Foto: SESC SP/Equipe Festival Zunido

No disco de 1970 (lançado via Douglas Records), é possível observar o florescer de muitos elementos que hoje em dia são encontrados principalmente na cultura Hip-Hop. Trabalhando sempre à partir da poesia falada, o grupo amplifica o poder da palavra por meio da declamação e não seria exagero dizer que é dai que surge o flow.

Sabe aquele fluxo de ideias que o MC/Poeta propaga e deixa os ouvintes atentos com a fluência e a força do jogo de palavras, sempre aliado à estrutura ritmica e possibilidades literárias? Pois então, é esse conhecimento que o The Last Poets reverbera há 55 anos.

O coletivo possui um papel primordial no próprio desenvolvimento não só da chamada Spoken Poetry, mas também na aproximação da veia dramática que a Poesia proporciona por meio da interpretação, junto com a música. Essas conexões corroboram para criar uma teia musical para as ideias expostas. Não só isso, ao longo de toda essa história o The Last Poets complementou o trabalho poético com diferentes investidas criativas que cresceram e englobaram cada um dos projetos de estúdio do grupo.

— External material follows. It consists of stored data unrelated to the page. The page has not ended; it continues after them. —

use std::time::Duration;

use chrono::Utc;
use tracing::{info, warn};

use gudpals_sync::LocalGateway;
use gudpals_sync::reminders::run_sweep;

/// Background task that sends event reminders.
///
/// Runs on an interval; each tick checks activities starting within the
/// next day and notifies their registrants.
pub async fn run_reminder_loop(gateway: LocalGateway, interval_secs: u64) {
    let mut interval = tokio::time::interval(Duration::from_secs(interval_secs.max(1)));

    loop {
        interval.tick().await;

        match run_sweep(&gateway, Utc::now()).await {
            Ok(summary) => {
                if summary.notifications_sent > 0 {
                    info!(
                        "Reminders: sent {} across {} activities",
                        summary.notifications_sent, summary.events_checked
                    );
                }
            }
            Err(e) => {
                warn!("Reminder sweep error: {}", e);
            }
        }
    }
}
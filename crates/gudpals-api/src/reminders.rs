use axum::{Json, extract::State, http::StatusCode, response::IntoResponse};
use chrono::Utc;

use gudpals_sync::reminders::run_sweep;

use crate::auth::AppState;
use crate::error::reject;

/// Run one reminder sweep now, outside the server's interval.
pub async fn run_reminders(State(state): State<AppState>) -> Result<impl IntoResponse, StatusCode> {
    let summary = run_sweep(&state.gateway, Utc::now()).await.map_err(reject)?;
    Ok(Json(summary))
}
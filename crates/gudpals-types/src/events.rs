use serde::{Deserialize, Serialize};
use uuid::Uuid;

use crate::models::{
    FriendRequest, LiveSessionState, Message, Notification, Registration, SessionChat,
};

/// Events pushed over the realtime feed after a write has committed.
#[derive(Debug, Clone, PartialEq, Serialize, Deserialize)]
#[serde(tag = "type", content = "data")]
pub enum FeedEvent {
    /// Server confirms the feed connection is authenticated
    Ready { user_id: String },

    /// Answer to a `Subscribe`: the filters now installed. Filters the
    /// caller may not see are left out. Events committed after this frame
    /// is sent are delivered.
    Subscribed { filters: Vec<FeedFilter> },

    /// A direct message was stored
    MessageCreated(Message),

    /// `reader_id` read `count` messages sent by `sender_id`
    MessagesRead {
        reader_id: String,
        sender_id: String,
        count: usize,
    },

    /// A chat line was posted into a live session
    SessionChatCreated(SessionChat),

    RegistrationCreated(Registration),

    RegistrationDeleted { user_id: String, activity_id: Uuid },

    /// An activity went on or off air
    LiveStateChanged {
        activity_id: Uuid,
        state: LiveSessionState,
    },

    NotificationCreated(Notification),

    FriendRequestUpdated(FriendRequest),
}

/// Row-level predicate a subscriber attaches to the feed.
#[derive(Debug, Clone, PartialEq, Eq, Hash, Serialize, Deserialize)]
#[serde(tag = "scope")]
pub enum FeedFilter {
    /// Direct messages addressed to `receiver_id`
    Inbox { receiver_id: String },

    /// Direct messages between two users, in either direction
    Conversation { user_id: String, partner_id: String },

    SessionChat { session_id: Uuid },

    /// Registration and live-state changes of one activity
    Activity { activity_id: Uuid },

    /// Notifications and friend request updates addressed to a user
    Notifications { user_id: String },
}

impl FeedFilter {
    /// Whether `user_id` may subscribe with this filter. Direct messages and
    /// notifications are private to the user they name; session chat and
    /// activity changes are public.
    pub fn visible_to(&self, user_id: &str) -> bool {
        match self {
            Self::Inbox { receiver_id } => receiver_id == user_id,
            Self::Conversation { user_id: owner, .. } => owner == user_id,
            Self::Notifications { user_id: owner } => owner == user_id,
            Self::SessionChat { .. } | Self::Activity { .. } => true,
        }
    }

    pub fn matches(&self, event: &FeedEvent) -> bool {
        match (self, event) {
            (Self::Inbox { receiver_id }, FeedEvent::MessageCreated(m)) => {
                m.receiver_id == *receiver_id
            }
            (Self::Conversation { user_id, partner_id }, FeedEvent::MessageCreated(m)) => {
                m.is_between(user_id, partner_id)
            }
            (
                Self::Conversation { user_id, partner_id },
                FeedEvent::MessagesRead {
                    reader_id,
                    sender_id,
                    ..
                },
            ) => {
                (reader_id == user_id && sender_id == partner_id)
                    || (reader_id == partner_id && sender_id == user_id)
            }
            (Self::SessionChat { session_id }, FeedEvent::SessionChatCreated(c)) => {
                c.session_id == *session_id
            }
            (Self::Activity { activity_id }, FeedEvent::RegistrationCreated(r)) => {
                r.activity_id == *activity_id
            }
            (Self::Activity { activity_id }, FeedEvent::RegistrationDeleted { activity_id: a, .. }) => {
                a == activity_id
            }
            (Self::Activity { activity_id }, FeedEvent::LiveStateChanged { activity_id: a, .. }) => {
                a == activity_id
            }
            (Self::Notifications { user_id }, FeedEvent::NotificationCreated(n)) => {
                n.user_id == *user_id
            }
            (Self::Notifications { user_id }, FeedEvent::FriendRequestUpdated(r)) => {
                r.receiver_id == *user_id || r.sender_id == *user_id
            }
            _ => false,
        }
    }
}

/// Commands sent FROM client TO server over the feed WebSocket.
#[derive(Debug, Clone, Serialize, Deserialize)]
#[serde(tag = "type", content = "data")]
pub enum FeedCommand {
    /// Replace this connection's filters. Events matching any filter are forwarded.
    Subscribe { filters: Vec<FeedFilter> },

    /// Drop all filters without closing the socket
    Unsubscribe,
}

Do som mais primitivo e tribal que começou ancorado na batida da percussão, o grupo chegou no Funk em “Delights Of The Garden” (1977) – que conta com o baterista norte americano Bernard Purdie na bateria, um dos maiores músicos de estúdio de todos os tempos, responsável por gravar LP’s fundamentais para a história da música preta. Em 1995 o trio de poetas lança “Holy Terror” e o groove influenciado pelo Soul e R&B se transmuta para o P-Funk do Parliament Funkadelic.

Arte: Abdul Mati Klarwein

O baixista Bootsy Collins e o vocalista do coletivo Funkeado (George Clinton) participam dessa gravação.  É notável perceber como o George Clinton foi influenciado por esse legado. Muitos dizem que foi o DJ jamaicano Kool Herc que começou o movimento Hip-Hop numa de suas famosas “Block Parties”, mas nomes como ele e Gil Scott-Heron surgiram depois e também devem muito ao The Last Poets.

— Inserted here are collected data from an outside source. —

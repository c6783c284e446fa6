use chrono::{DateTime, Utc};
use serde::{Deserialize, Serialize};
use uuid::Uuid;

use crate::models::{LiveSessionState, NotificationKind};

/// Trim a user-entered text body. Blank input yields `None`.
pub fn clean_body(body: &str) -> Option<&str> {
    let trimmed = body.trim();
    (!trimmed.is_empty()).then_some(trimmed)
}

// -- JWT Claims --

/// Session claims issued for the identity provider's user. Shared by the
/// REST middleware and the feed WebSocket.
#[derive(Debug, Clone, Serialize, Deserialize)]
pub struct Claims {
    /// Opaque identity provider user id
    pub sub: String,
    pub name: String,
    pub exp: usize,
}

// -- Messages --

#[derive(Debug, Deserialize)]
pub struct ConversationQuery {
    pub partner: String,
}

#[derive(Debug, Serialize, Deserialize)]
#[serde(deny_unknown_fields)]
pub struct SendMessageRequest {
    pub receiver_id: String,
    pub body: String,
}

#[derive(Debug, Serialize, Deserialize)]
#[serde(deny_unknown_fields)]
pub struct MarkReadRequest {
    pub sender_id: String,
}

#[derive(Debug, Serialize, Deserialize)]
pub struct MarkReadResponse {
    pub updated: usize,
}

// -- Session chat --

#[derive(Debug, Serialize, Deserialize)]
#[serde(deny_unknown_fields)]
pub struct SessionChatRequest {
    pub body: String,
}

// -- Registrations --

/// Body of the plain insert route. Creates a row even when one exists.
#[derive(Debug, Serialize, Deserialize)]
#[serde(deny_unknown_fields)]
pub struct RegistrationCreate {
    pub activity_id: Uuid,
}

#[derive(Debug, Serialize, Deserialize)]
pub struct RemovedResponse {
    pub removed: usize,
}

// -- Live sessions --

/// Returned to the host only. `state.channel_token` is the audience token
/// stored on the activity; `host_token` additionally permits publishing.
#[derive(Debug, Clone, Serialize, Deserialize)]
pub struct LiveStartResponse {
    pub state: LiveSessionState,
    pub host_token: String,
}

// -- Profiles --

/// Identity provider fields mirrored into the local profile on sign-in.
#[derive(Debug, Clone, Default, Serialize, Deserialize)]
pub struct IdentityProfile {
    pub first_name: Option<String>,
    pub last_name: Option<String>,
    pub username: Option<String>,
    pub email: Option<String>,
    pub phone_number: Option<String>,
    pub image_url: Option<String>,
}

impl IdentityProfile {
    /// Full name, then first name, username, email, and finally "User".
    pub fn display_name(&self) -> String {
        fn present(v: &Option<String>) -> Option<&str> {
            v.as_deref().map(str::trim).filter(|s| !s.is_empty())
        }

        match (present(&self.first_name), present(&self.last_name)) {
            (Some(first), Some(last)) => format!("{} {}", first, last),
            (Some(first), None) => first.to_string(),
            _ => present(&self.username)
                .or_else(|| present(&self.email))
                .unwrap_or("User")
                .to_string(),
        }
    }
}

#[derive(Debug, Serialize, Deserialize)]
pub struct ProfileSyncResponse {
    /// True when the profile row did not exist before this sync
    pub created: bool,
}

// -- Friends --

#[derive(Debug, Serialize, Deserialize)]
#[serde(deny_unknown_fields)]
pub struct FriendRequestCreate {
    pub receiver_id: String,
    pub message: Option<String>,
}

// -- Notifications --

#[derive(Debug, Clone, Serialize, Deserialize)]
pub struct NotificationCreate {
    pub user_id: String,
    pub title: String,
    pub body: String,
    pub kind: NotificationKind,
    pub action_url: Option<String>,
    /// Defaults to now when absent
    pub deliver_at: Option<DateTime<Utc>>,
}

// -- Checkout --

#[derive(Debug, Serialize, Deserialize)]
#[serde(deny_unknown_fields)]
pub struct CheckoutRequest {
    pub product_id: Uuid,
    #[serde(default = "default_quantity")]
    pub quantity: u32,
}

fn default_quantity() -> u32 {
    1
}

#[derive(Debug, Serialize, Deserialize)]
pub struct CheckoutResponse {
    pub url: String,
    pub order_id: Uuid,
}

// -- Reminders --

#[derive(Debug, Default, PartialEq, Eq, Serialize, Deserialize)]
pub struct ReminderSweepResponse {
    pub events_checked: usize,
    pub notifications_sent: usize,
}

Em 2019 eles chegam no Dub com o lançamento do disco “Understand What Dub Is”, que nada mais é do que uma versão jamaicana para o excelente “Understand What Black Is”, lançado em 2018. Esse disco conta com a luxuosa produção de Prince Fatty nos botões mágicos.

O Jazz também está presente nessa história, junto com a música africana que funciona como a força motriz, tanto dos discos, quanto nos shows. São diversas ramificações que fazem com que o grupo descubra novas maneiras de expressão, sempre inovando esteticamente.

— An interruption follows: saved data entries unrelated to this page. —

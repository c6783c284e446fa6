use std::sync::Arc;

use axum::{
    Router,
    body::{Body, to_bytes},
    http::{Method, Request, StatusCode, header},
};
use chrono::{Duration, Utc};
use futures_util::future::BoxFuture;
use serde_json::{Value, json};
use tower::ServiceExt;
use uuid::Uuid;

use gudpals_api::auth::create_token;
use gudpals_api::checkout::{CheckoutSessionRequest, HostedCheckout, PaymentError, PaymentProcessor};
use gudpals_api::{AppState, AppStateInner, router};
use gudpals_db::{Database, DbOptions};
use gudpals_realtime::dispatcher::Dispatcher;
use gudpals_realtime::tokens::ChannelTokens;
use gudpals_sync::LocalGateway;
use gudpals_types::models::{Activity, LiveSessionState, Product};

const SECRET: &str = "route-test-secret";

struct FakeStripe;

impl PaymentProcessor for FakeStripe {
    fn create_checkout(&self, request: CheckoutSessionRequest) -> BoxFuture<'_, Result<HostedCheckout, PaymentError>> {
        Box::pin(async move {
            Ok(HostedCheckout {
                session_id: format!("cs_test_{}", request.user_id),
                url: "https://checkout.example/pay".into(),
            })
        })
    }
}

fn state(payments: bool) -> AppState {
    let db = Database::open_in_memory(DbOptions::default()).unwrap();
    let gateway = LocalGateway::new(Arc::new(db), Dispatcher::new(), ChannelTokens::new(SECRET, 300));
    Arc::new(AppStateInner {
        gateway,
        jwt_secret: SECRET.into(),
        payments: payments.then(|| Arc::new(FakeStripe) as Arc<dyn PaymentProcessor>),
        public_url: "https://app.example".into(),
    })
}

fn bearer(user: &str) -> String {
    let token = create_token(SECRET, user, user, Duration::hours(1)).unwrap();
    format!("Bearer {}", token)
}

async fn call(app: &Router, method: Method, uri: &str, user: Option<&str>, body: Option<Value>) -> (StatusCode, Value) {
    let mut req = Request::builder().method(method).uri(uri);
    if let Some(user) = user {
        req = req.header(header::AUTHORIZATION, bearer(user));
    }
    let req = match body {
        Some(body) => req
            .header(header::CONTENT_TYPE, "application/json")
            .body(Body::from(body.to_string()))
            .unwrap(),
        None => req.body(Body::empty()).unwrap(),
    };

    let resp = app.clone().oneshot(req).await.unwrap();
    let status = resp.status();
    let bytes = to_bytes(resp.into_body(), usize::MAX).await.unwrap();
    let value = serde_json::from_slice(&bytes).unwrap_or(Value::Null);
    (status, value)
}

async fn add_activity(state: &AppState, starts_in: Option<Duration>) -> Uuid {
    let activity = Activity {
        id: Uuid::new_v4(),
        title: "Garden Club".into(),
        starts_at: starts_in.map(|d| Utc::now() + d),
        live: LiveSessionState::offline(),
    };
    let id = activity.id;
    state
        .gateway
        .blocking(move |db| db.insert_activity(&activity))
        .await
        .unwrap();
    id
}

#[tokio::test]
async fn health_is_public_and_everything_else_needs_a_token() {
    let app = router(state(false));
    let (status, _) = call(&app, Method::GET, "/health", None, None).await;
    assert_eq!(status, StatusCode::OK);

    let (status, _) = call(&app, Method::GET, "/registrations", None, None).await;
    assert_eq!(status, StatusCode::UNAUTHORIZED);

    let req = Request::builder()
        .uri("/registrations")
        .header(header::AUTHORIZATION, "Bearer not-a-jwt")
        .body(Body::empty())
        .unwrap();
    assert_eq!(app.clone().oneshot(req).await.unwrap().status(), StatusCode::UNAUTHORIZED);
}

#[tokio::test]
async fn messaging_round_trip() {
    let app = router(state(false));

    let (status, sent) = call(
        &app,
        Method::POST,
        "/messages",
        Some("alice"),
        Some(json!({ "receiver_id": "bob", "body": "  hi  " })),
    )
    .await;
    assert_eq!(status, StatusCode::CREATED);
    assert_eq!(sent["body"], "hi");
    assert_eq!(sent["sender_id"], "alice");

    let (status, _) = call(
        &app,
        Method::POST,
        "/messages",
        Some("alice"),
        Some(json!({ "receiver_id": "bob", "body": "   " })),
    )
    .await;
    assert_eq!(status, StatusCode::BAD_REQUEST);

    let (_, inbox) = call(&app, Method::GET, "/messages/inbox", Some("bob"), None).await;
    assert_eq!(inbox[0]["counterpart_id"], "alice");
    assert_eq!(inbox[0]["unread_count"], 1);
    assert_eq!(inbox[0]["display_name"], "Unknown User");

    let (_, read) = call(
        &app,
        Method::POST,
        "/messages/read",
        Some("bob"),
        Some(json!({ "sender_id": "alice" })),
    )
    .await;
    assert_eq!(read["updated"], 1);

    let (_, conversation) = call(&app, Method::GET, "/messages?partner=alice", Some("bob"), None).await;
    assert_eq!(conversation.as_array().unwrap().len(), 1);
    assert_eq!(conversation[0]["is_read"], true);
}

#[tokio::test]
async fn registration_is_create_or_noop() {
    let state = state(false);
    let activity = add_activity(&state, Some(Duration::days(1) + Duration::hours(2))).await;
    let app = router(state);
    let uri = format!("/activities/{}/registration", activity);

    let (status, first) = call(&app, Method::POST, &uri, Some("ann"), None).await;
    assert_eq!(status, StatusCode::CREATED);
    let (status, second) = call(&app, Method::POST, &uri, Some("ann"), None).await;
    assert_eq!(status, StatusCode::OK);
    assert_eq!(first["id"], second["id"]);

    let (_, found) = call(&app, Method::GET, &uri, Some("ann"), None).await;
    assert_eq!(found["id"], first["id"]);
    let (_, list) = call(&app, Method::GET, "/registrations", Some("ann"), None).await;
    assert_eq!(list.as_array().unwrap().len(), 1);

    let (status, removed) = call(&app, Method::DELETE, &uri, Some("ann"), None).await;
    assert_eq!(status, StatusCode::OK);
    assert_eq!(removed["removed"], 1);
    let (status, removed) = call(&app, Method::DELETE, &uri, Some("ann"), None).await;
    assert_eq!(status, StatusCode::OK);
    assert_eq!(removed["removed"], 0);

    let (_, found) = call(&app, Method::GET, &uri, Some("ann"), None).await;
    assert!(found.is_null());

    // One confirmation, however often the POST is repeated
    let (_, delivered) = call(&app, Method::GET, "/notifications", Some("ann"), None).await;
    let titles: Vec<&str> = delivered
        .as_array()
        .unwrap()
        .iter()
        .filter_map(|n| n["title"].as_str())
        .collect();
    assert_eq!(titles, vec!["Registration Successful"]);
}

#[tokio::test]
async fn plain_registration_insert_has_no_side_effects() {
    let state = state(false);
    let activity = add_activity(&state, Some(Duration::days(2))).await;
    let app = router(state.clone());
    let body = json!({ "activity_id": activity });

    let (status, first) = call(&app, Method::POST, "/registrations", Some("ann"), Some(body.clone())).await;
    assert_eq!(status, StatusCode::CREATED);
    assert_eq!(first["user_id"], "ann");
    let (status, second) = call(&app, Method::POST, "/registrations", Some("ann"), Some(body)).await;
    assert_eq!(status, StatusCode::CREATED);
    assert_ne!(first["id"], second["id"]);

    let all = state
        .gateway
        .blocking(|db| db.all_notifications("ann"))
        .await
        .unwrap();
    assert!(all.is_empty());
}

#[tokio::test]
async fn registering_for_missing_activity_is_not_found() {
    let app = router(state(false));
    let uri = format!("/activities/{}/registration", Uuid::new_v4());
    let (status, _) = call(&app, Method::POST, &uri, Some("ann"), None).await;
    assert_eq!(status, StatusCode::NOT_FOUND);
}

#[tokio::test]
async fn live_start_and_stop() {
    let state = state(false);
    let activity = add_activity(&state, None).await;
    let app = router(state);

    let (status, started) = call(&app, Method::POST, &format!("/activities/{}/live/start", activity), Some("host"), None).await;
    assert_eq!(status, StatusCode::OK);
    assert_eq!(started["state"]["is_live"], true);
    assert!(started["host_token"].is_string());

    let (_, fetched) = call(&app, Method::GET, &format!("/activities/{}", activity), Some("viewer"), None).await;
    assert_eq!(fetched["live"], started["state"]);

    let (_, stopped) = call(&app, Method::POST, &format!("/activities/{}/live/stop", activity), Some("host"), None).await;
    assert_eq!(stopped["is_live"], false);
    assert!(stopped["channel_token"].is_null());
}

#[tokio::test]
async fn profile_sync_then_lookup() {
    let app = router(state(false));
    let identity = json!({ "first_name": "Grace", "last_name": "Hopper", "email": "grace@example.com" });

    let (status, body) = call(&app, Method::POST, "/profile/sync", Some("grace"), Some(identity.clone())).await;
    assert_eq!(status, StatusCode::CREATED);
    assert_eq!(body["created"], true);
    let (status, body) = call(&app, Method::POST, "/profile/sync", Some("grace"), Some(identity)).await;
    assert_eq!(status, StatusCode::OK);
    assert_eq!(body["created"], false);

    let (_, profile) = call(&app, Method::GET, "/profiles/grace", Some("anyone"), None).await;
    assert_eq!(profile["display_name"], "Grace Hopper");
    let (status, _) = call(&app, Method::GET, "/profiles/nobody", Some("anyone"), None).await;
    assert_eq!(status, StatusCode::NOT_FOUND);
}

#[tokio::test]
async fn friend_requests_and_notifications() {
    let app = router(state(false));

    let (status, request) = call(
        &app,
        Method::POST,
        "/friends/requests",
        Some("alice"),
        Some(json!({ "receiver_id": "bob", "message": "hello" })),
    )
    .await;
    assert_eq!(status, StatusCode::CREATED);
    let accept = format!("/friends/requests/{}/accept", request["id"].as_str().unwrap());

    let (status, _) = call(&app, Method::POST, &accept, Some("alice"), None).await;
    assert_eq!(status, StatusCode::NOT_FOUND);

    let (_, pending) = call(&app, Method::GET, "/friends/requests", Some("bob"), None).await;
    assert_eq!(pending.as_array().unwrap().len(), 1);
    let (status, _) = call(&app, Method::POST, &accept, Some("bob"), None).await;
    assert_eq!(status, StatusCode::OK);

    let (_, friends) = call(&app, Method::GET, "/friends", Some("alice"), None).await;
    assert_eq!(friends.as_array().unwrap().len(), 1);

    let (_, notes) = call(&app, Method::GET, "/notifications", Some("bob"), None).await;
    let note_id = notes[0]["id"].as_str().unwrap().to_string();
    let (status, _) = call(&app, Method::POST, &format!("/notifications/{}/read", note_id), Some("bob"), None).await;
    assert_eq!(status, StatusCode::NO_CONTENT);
    let (status, _) = call(&app, Method::POST, &format!("/notifications/{}/read", note_id), Some("alice"), None).await;
    assert_eq!(status, StatusCode::NOT_FOUND);
}

#[tokio::test]
async fn scheduled_notifications_stay_hidden() {
    let app = router(state(false));
    let later = Utc::now() + Duration::hours(2);
    let (status, _) = call(
        &app,
        Method::POST,
        "/notifications",
        Some("system"),
        Some(json!({
            "user_id": "ann",
            "title": "Event Reminder",
            "body": "Soon",
            "kind": "reminder",
            "action_url": null,
            "deliver_at": later,
        })),
    )
    .await;
    assert_eq!(status, StatusCode::CREATED);

    let (_, notes) = call(&app, Method::GET, "/notifications", Some("ann"), None).await;
    assert!(notes.as_array().unwrap().is_empty());
}

#[tokio::test]
async fn checkout_records_pending_order() {
    let state = state(true);
    let product = Product {
        id: Uuid::new_v4(),
        name: "Large Print Crossword".into(),
        price_cents: 899,
    };
    let product_id = product.id;
    state
        .gateway
        .blocking(move |db| db.insert_product(&product))
        .await
        .unwrap();
    let app = router(state.clone());

    let (status, body) = call(
        &app,
        Method::POST,
        "/checkout",
        Some("ann"),
        Some(json!({ "product_id": product_id, "quantity": 3 })),
    )
    .await;
    assert_eq!(status, StatusCode::OK);
    assert_eq!(body["url"], "https://checkout.example/pay");

    let orders = state
        .gateway
        .blocking(|db| db.orders_for_user("ann"))
        .await
        .unwrap();
    assert_eq!(orders.len(), 1);
    assert_eq!(orders[0].total_cents, 899 * 3);
    assert_eq!(orders[0].status, "pending");
    assert_eq!(orders[0].checkout_session_id, "cs_test_ann");

    let (status, _) = call(
        &app,
        Method::POST,
        "/checkout",
        Some("ann"),
        Some(json!({ "product_id": Uuid::new_v4() })),
    )
    .await;
    assert_eq!(status, StatusCode::NOT_FOUND);
}

#[tokio::test]
async fn checkout_without_processor_is_unavailable() {
    let app = router(state(false));
    let (status, _) = call(
        &app,
        Method::POST,
        "/checkout",
        Some("ann"),
        Some(json!({ "product_id": Uuid::new_v4() })),
    )
    .await;
    assert_eq!(status, StatusCode::SERVICE_UNAVAILABLE);
}

#[tokio::test]
async fn reminder_run_reports_counts() {
    let state = state(false);
    let activity = add_activity(&state, Some(Duration::minutes(50))).await;
    let app = router(state);

    call(&app, Method::POST, &format!("/activities/{}/registration", activity), Some("ann"), None).await;
    let (status, summary) = call(&app, Method::POST, "/reminders/run", Some("ann"), None).await;
    assert_eq!(status, StatusCode::OK);
    assert_eq!(summary, json!({ "events_checked": 1, "notifications_sent": 1 }));
}

#[tokio::test]
async fn session_chat_posts_and_lists() {
    let state = state(false);
    let session = add_activity(&state, None).await;
    let app = router(state);
    let uri = format!("/sessions/{}/chat", session);

    let (status, _) = call(&app, Method::POST, &uri, Some("ann"), Some(json!({ "body": "hello all" }))).await;
    assert_eq!(status, StatusCode::CREATED);
    let (_, chat) = call(&app, Method::GET, &uri, Some("ben"), None).await;
    assert_eq!(chat[0]["body"], "hello all");
    assert_eq!(chat[0]["user_id"], "ann");
}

Foto: SESC SP/Equipe Festival Zunido

Formado originalmente pelo trio de Poetas Gylan Kain, David Nelson (membro fundador) e Abiodun Oyewole, o The Last Poets foi formado no dia 19 de maio de 1968 (aniversário do Malcolm-X) no Parque Mount Morris, atualmente Parque Marcus Garvey. Ao longo dos anos diversos outros poetas passaram pelas diferentes configurações do grupo, como, por exemplo, o descendente de porto-riquenhos Felipe Luciano, Jalal Mansur Nuriddin, Umar Bin Hassan, Suliaman El-Hadi, Alafia Pudim (aka Lightnin’ Rod ou Jalaluddin Mansur) e o percurssionista Nilaja Obabi (Raymond “Mac” Hurrey).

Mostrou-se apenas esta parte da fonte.